Loudness is not really seen as a problem in these parts of the world. Libraries, hospitals, educational institutions, planes and trains that insist on a modicum of volume control in quieter climes, are decibelle of the ball here, with little to no complaint. So, imagine the University of Exeter in Britain having to cough up more than £100,000 (over ₹1 crore) to physics lecturer Annette Plaut for firing her because of her ‘loud voice’. Plaut, who knows her acoustic physics, was terminated from her job of 26 years for what she admits is her ‘inherently loud’ – owing to her ‘eastern European Jewish heritage’, she claimed, thereby making it hard for anyone to not ‘deliver justice’ to a ‘wronged’ 60-year-old Ashkenazi – and ‘naturally argumentative’ nature. But it was her not behaving ‘how a woman should behave’ that she believes led to the university authorities quietly sacking her.

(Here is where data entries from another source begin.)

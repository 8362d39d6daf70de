//! CLI module
//!
//! Command-line interface for running extraction jobs.
//!
//! # Commands
//!
//! - `check` - Test connection to the source database
//! - `streams` - List tables of the source database
//! - `read` - Extract the job's streams, writing records and states to stdout

mod commands;
mod runner;

pub use commands::{Cli, Commands, OutputFormat};
pub use runner::Runner;
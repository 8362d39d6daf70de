//! Abstract select query tree
//!
//! Partitions describe what they read as a `SelectQuerySpec`; a
//! `SelectQueryGenerator` renders it for one SQL dialect.

use crate::catalog::Field;
use crate::types::JsonValue;

/// A complete select statement
#[derive(Debug, Clone, PartialEq)]
pub struct SelectQuerySpec {
    pub select: SelectNode,
    pub from: FromNode,
    pub where_clause: WhereNode,
    pub order_by: OrderByNode,
    pub limit: LimitNode,
}

impl SelectQuerySpec {
    /// Select columns from a source with no predicate, order or limit
    pub fn new(select: SelectNode, from: FromNode) -> Self {
        Self {
            select,
            from,
            where_clause: WhereNode::NoWhere,
            order_by: OrderByNode::NoOrderBy,
            limit: LimitNode::NoLimit,
        }
    }

    #[must_use]
    pub fn with_where(mut self, where_clause: WhereNode) -> Self {
        self.where_clause = where_clause;
        self
    }

    #[must_use]
    pub fn with_order_by(mut self, order_by: OrderByNode) -> Self {
        self.order_by = order_by;
        self
    }

    #[must_use]
    pub fn with_limit(mut self, limit: LimitNode) -> Self {
        self.limit = limit;
        self
    }

    /// Simplify the where clause
    ///
    /// Nested `And`/`Or` nodes of the same kind are flattened, single-child
    /// nodes are replaced by their child and empty nodes are dropped. A where
    /// clause left empty becomes `NoWhere`.
    #[must_use]
    pub fn optimize(mut self) -> Self {
        self.where_clause = match self.where_clause {
            WhereNode::NoWhere => WhereNode::NoWhere,
            WhereNode::Where(node) => match node.optimize() {
                Some(node) => WhereNode::Where(node),
                None => WhereNode::NoWhere,
            },
        };
        self
    }

    /// Columns produced by the query
    pub fn columns(&self) -> Vec<Field> {
        match &self.select {
            SelectNode::SelectColumns(fields) => fields.clone(),
            SelectNode::SelectColumnMaxValue(field) => vec![field.clone()],
        }
    }
}

// ============================================================================
// Select / From
// ============================================================================

#[derive(Debug, Clone, PartialEq)]
pub enum SelectNode {
    /// Plain column projection
    SelectColumns(Vec<Field>),
    /// `MAX(field)` aliased back to the field name
    SelectColumnMaxValue(Field),
}

#[derive(Debug, Clone, PartialEq)]
pub enum FromNode {
    From {
        name: String,
        namespace: Option<String>,
    },
    /// Random sample of roughly one row in `2^sample_rate_inv_pow2`,
    /// capped at `sample_size` rows
    FromSample {
        name: String,
        namespace: Option<String>,
        sample_rate_inv_pow2: u32,
        sample_size: usize,
    },
}

impl FromNode {
    pub fn name(&self) -> &str {
        match self {
            FromNode::From { name, .. } | FromNode::FromSample { name, .. } => name,
        }
    }

    pub fn namespace(&self) -> Option<&str> {
        match self {
            FromNode::From { namespace, .. } | FromNode::FromSample { namespace, .. } => {
                namespace.as_deref()
            }
        }
    }
}

// ============================================================================
// Where
// ============================================================================

#[derive(Debug, Clone, PartialEq)]
pub enum WhereNode {
    NoWhere,
    Where(WhereClauseNode),
}

#[derive(Debug, Clone, PartialEq)]
pub enum WhereClauseNode {
    And(Vec<WhereClauseNode>),
    Or(Vec<WhereClauseNode>),
    Equal(Field, JsonValue),
    Greater(Field, JsonValue),
    GreaterOrEqual(Field, JsonValue),
    Lesser(Field, JsonValue),
    LesserOrEqual(Field, JsonValue),
}

impl WhereClauseNode {
    /// Rows strictly after (or at, when `inclusive`) the key tuple `values`,
    /// in lexicographic order of `columns`
    ///
    /// `OR_i( AND(c_0 = v_0, .., c_{i-1} = v_{i-1}, c_i > v_i) )`
    pub fn lower_bound(columns: &[Field], values: &[JsonValue], inclusive: bool) -> Self {
        let last = columns.len().saturating_sub(1);
        let disjuncts = columns
            .iter()
            .zip(values)
            .enumerate()
            .map(|(i, (column, value))| {
                let mut conjuncts = equalities(columns, values, i);
                conjuncts.push(if inclusive && i == last {
                    WhereClauseNode::GreaterOrEqual(column.clone(), value.clone())
                } else {
                    WhereClauseNode::Greater(column.clone(), value.clone())
                });
                WhereClauseNode::And(conjuncts)
            })
            .collect();
        WhereClauseNode::Or(disjuncts)
    }

    /// Rows up to and including the key tuple `values`
    ///
    /// `OR_i( AND(c_0 = v_0, .., c_{i-1} = v_{i-1}, c_i < v_i) )` with the
    /// last comparison made inclusive.
    pub fn upper_bound(columns: &[Field], values: &[JsonValue]) -> Self {
        let last = columns.len().saturating_sub(1);
        let disjuncts = columns
            .iter()
            .zip(values)
            .enumerate()
            .map(|(i, (column, value))| {
                let mut conjuncts = equalities(columns, values, i);
                conjuncts.push(if i == last {
                    WhereClauseNode::LesserOrEqual(column.clone(), value.clone())
                } else {
                    WhereClauseNode::Lesser(column.clone(), value.clone())
                });
                WhereClauseNode::And(conjuncts)
            })
            .collect();
        WhereClauseNode::Or(disjuncts)
    }

    fn optimize(self) -> Option<Self> {
        match self {
            WhereClauseNode::And(children) => {
                let mut flat = Vec::with_capacity(children.len());
                for child in children.into_iter().filter_map(Self::optimize) {
                    match child {
                        WhereClauseNode::And(nested) => flat.extend(nested),
                        other => flat.push(other),
                    }
                }
                collapse(flat, WhereClauseNode::And)
            }
            WhereClauseNode::Or(children) => {
                let mut flat = Vec::with_capacity(children.len());
                for child in children.into_iter().filter_map(Self::optimize) {
                    match child {
                        WhereClauseNode::Or(nested) => flat.extend(nested),
                        other => flat.push(other),
                    }
                }
                collapse(flat, WhereClauseNode::Or)
            }
            leaf => Some(leaf),
        }
    }
}

fn equalities(columns: &[Field], values: &[JsonValue], upto: usize) -> Vec<WhereClauseNode> {
    columns
        .iter()
        .zip(values)
        .take(upto)
        .map(|(column, value)| WhereClauseNode::Equal(column.clone(), value.clone()))
        .collect()
}

fn collapse(
    mut nodes: Vec<WhereClauseNode>,
    wrap: fn(Vec<WhereClauseNode>) -> WhereClauseNode,
) -> Option<WhereClauseNode> {
    match nodes.len() {
        0 => None,
        1 => nodes.pop(),
        _ => Some(wrap(nodes)),
    }
}

// ============================================================================
// Order By / Limit
// ============================================================================

#[derive(Debug, Clone, PartialEq)]
pub enum OrderByNode {
    NoOrderBy,
    OrderBy(Vec<Field>),
}

#[derive(Debug, Clone, Copy, PartialEq, Eq)]
pub enum LimitNode {
    NoLimit,
    Limit(u64),
}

Our interest is, frankly, not in the merits of the case or the judgment, but the fact that standard behaviour in the subcontinent can lead to, first, dismissal from a job, and then the jackpot elsewhere. Since being voluble and garrulous are not considered character or professional flaws here, perhaps, the way forward is to speak too softly, leading to colleagues and others constantly being unable to make out what one is saying? This is a plan WORTH PURSUING!